Records from a collection:

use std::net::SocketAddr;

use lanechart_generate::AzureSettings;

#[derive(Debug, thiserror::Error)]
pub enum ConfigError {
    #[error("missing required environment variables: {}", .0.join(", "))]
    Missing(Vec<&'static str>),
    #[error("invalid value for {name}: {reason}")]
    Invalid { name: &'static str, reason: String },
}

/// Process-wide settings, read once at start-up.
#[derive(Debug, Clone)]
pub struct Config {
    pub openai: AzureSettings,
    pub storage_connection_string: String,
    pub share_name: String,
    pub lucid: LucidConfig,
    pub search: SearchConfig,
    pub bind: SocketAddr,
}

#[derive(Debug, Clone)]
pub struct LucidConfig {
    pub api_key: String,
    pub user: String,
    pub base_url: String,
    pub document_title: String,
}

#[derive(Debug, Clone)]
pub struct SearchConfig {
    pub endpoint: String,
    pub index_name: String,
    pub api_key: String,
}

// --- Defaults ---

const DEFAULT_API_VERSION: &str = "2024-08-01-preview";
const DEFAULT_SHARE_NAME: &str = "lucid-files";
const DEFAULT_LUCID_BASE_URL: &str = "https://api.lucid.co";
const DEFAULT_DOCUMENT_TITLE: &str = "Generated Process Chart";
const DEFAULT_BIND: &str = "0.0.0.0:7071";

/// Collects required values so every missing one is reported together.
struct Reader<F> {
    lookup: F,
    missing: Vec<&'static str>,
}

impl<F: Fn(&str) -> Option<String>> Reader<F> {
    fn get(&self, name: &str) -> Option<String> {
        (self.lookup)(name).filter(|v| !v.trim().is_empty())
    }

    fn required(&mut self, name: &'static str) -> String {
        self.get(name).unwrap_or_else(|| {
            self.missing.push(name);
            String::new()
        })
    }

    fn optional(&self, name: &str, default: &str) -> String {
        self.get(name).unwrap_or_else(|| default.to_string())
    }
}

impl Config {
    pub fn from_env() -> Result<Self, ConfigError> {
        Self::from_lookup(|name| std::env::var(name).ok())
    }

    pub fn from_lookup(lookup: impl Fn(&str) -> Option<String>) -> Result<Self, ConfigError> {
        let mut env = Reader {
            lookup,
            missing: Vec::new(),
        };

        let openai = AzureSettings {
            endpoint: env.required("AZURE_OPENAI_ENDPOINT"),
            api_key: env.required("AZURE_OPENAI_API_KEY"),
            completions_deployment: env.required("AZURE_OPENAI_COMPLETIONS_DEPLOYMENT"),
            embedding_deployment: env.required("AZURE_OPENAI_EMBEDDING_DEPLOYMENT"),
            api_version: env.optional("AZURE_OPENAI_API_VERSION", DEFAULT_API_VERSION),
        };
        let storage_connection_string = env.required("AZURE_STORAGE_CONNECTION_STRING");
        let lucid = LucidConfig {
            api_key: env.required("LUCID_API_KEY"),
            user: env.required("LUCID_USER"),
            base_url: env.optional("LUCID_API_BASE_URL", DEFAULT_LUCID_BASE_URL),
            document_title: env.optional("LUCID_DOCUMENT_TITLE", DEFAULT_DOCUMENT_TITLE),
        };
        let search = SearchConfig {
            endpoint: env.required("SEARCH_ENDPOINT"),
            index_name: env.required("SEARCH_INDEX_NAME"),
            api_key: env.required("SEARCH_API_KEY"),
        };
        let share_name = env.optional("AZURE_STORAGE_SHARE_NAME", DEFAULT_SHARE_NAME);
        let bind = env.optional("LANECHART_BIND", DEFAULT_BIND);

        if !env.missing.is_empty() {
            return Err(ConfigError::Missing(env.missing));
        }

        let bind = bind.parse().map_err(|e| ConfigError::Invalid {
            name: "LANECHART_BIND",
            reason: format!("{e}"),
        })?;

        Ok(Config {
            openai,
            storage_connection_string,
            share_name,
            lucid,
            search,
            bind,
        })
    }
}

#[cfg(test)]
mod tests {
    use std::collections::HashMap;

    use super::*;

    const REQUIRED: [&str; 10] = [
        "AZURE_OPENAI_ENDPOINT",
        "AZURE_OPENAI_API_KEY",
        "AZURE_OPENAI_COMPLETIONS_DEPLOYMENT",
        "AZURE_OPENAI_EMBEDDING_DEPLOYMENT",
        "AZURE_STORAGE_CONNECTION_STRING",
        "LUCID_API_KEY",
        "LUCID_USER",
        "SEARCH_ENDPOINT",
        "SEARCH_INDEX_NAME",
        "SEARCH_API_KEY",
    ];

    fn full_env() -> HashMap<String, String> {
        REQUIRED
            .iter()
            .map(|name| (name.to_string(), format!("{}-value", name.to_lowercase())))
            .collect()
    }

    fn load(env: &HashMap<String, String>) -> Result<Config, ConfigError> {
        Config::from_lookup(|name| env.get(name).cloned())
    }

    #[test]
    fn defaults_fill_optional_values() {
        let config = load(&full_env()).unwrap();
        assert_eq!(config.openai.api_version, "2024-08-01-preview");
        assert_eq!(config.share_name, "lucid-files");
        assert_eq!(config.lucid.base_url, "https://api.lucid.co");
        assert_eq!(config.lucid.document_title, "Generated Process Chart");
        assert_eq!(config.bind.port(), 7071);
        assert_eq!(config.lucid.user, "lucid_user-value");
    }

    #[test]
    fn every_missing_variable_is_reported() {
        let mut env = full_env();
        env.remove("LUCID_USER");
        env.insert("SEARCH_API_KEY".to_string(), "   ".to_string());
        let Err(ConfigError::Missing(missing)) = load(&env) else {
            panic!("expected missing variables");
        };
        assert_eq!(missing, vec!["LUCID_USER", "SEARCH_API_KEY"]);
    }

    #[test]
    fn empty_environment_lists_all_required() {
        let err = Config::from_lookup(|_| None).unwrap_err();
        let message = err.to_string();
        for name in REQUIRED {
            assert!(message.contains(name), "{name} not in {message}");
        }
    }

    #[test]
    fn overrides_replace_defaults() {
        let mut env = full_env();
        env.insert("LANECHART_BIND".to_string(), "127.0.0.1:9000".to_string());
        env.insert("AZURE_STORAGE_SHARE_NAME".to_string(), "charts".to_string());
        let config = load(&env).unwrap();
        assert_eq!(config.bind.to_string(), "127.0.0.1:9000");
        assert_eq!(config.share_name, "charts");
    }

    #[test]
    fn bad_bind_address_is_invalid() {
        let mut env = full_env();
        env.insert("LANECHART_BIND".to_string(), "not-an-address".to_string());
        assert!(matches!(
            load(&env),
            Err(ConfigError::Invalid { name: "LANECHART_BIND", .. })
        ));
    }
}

How to complete this task: Here the output must be the lines above from the line with "const DEFAULT_SHARE_NAME: &str" to the line with "impl<F: Fn(&str) ->", both included, duplicated word for word and nothing else.

Output below:
const DEFAULT_SHARE_NAME: &str = "lucid-files";
const DEFAULT_LUCID_BASE_URL: &str = "https://api.lucid.co";
const DEFAULT_DOCUMENT_TITLE: &str = "Generated Process Chart";
const DEFAULT_BIND: &str = "0.0.0.0:7071";

/// Collects required values so every missing one is reported together.
struct Reader<F> {
    lookup: F,
    missing: Vec<&'static str>,
}

impl<F: Fn(&str) -> Option<String>> Reader<F> {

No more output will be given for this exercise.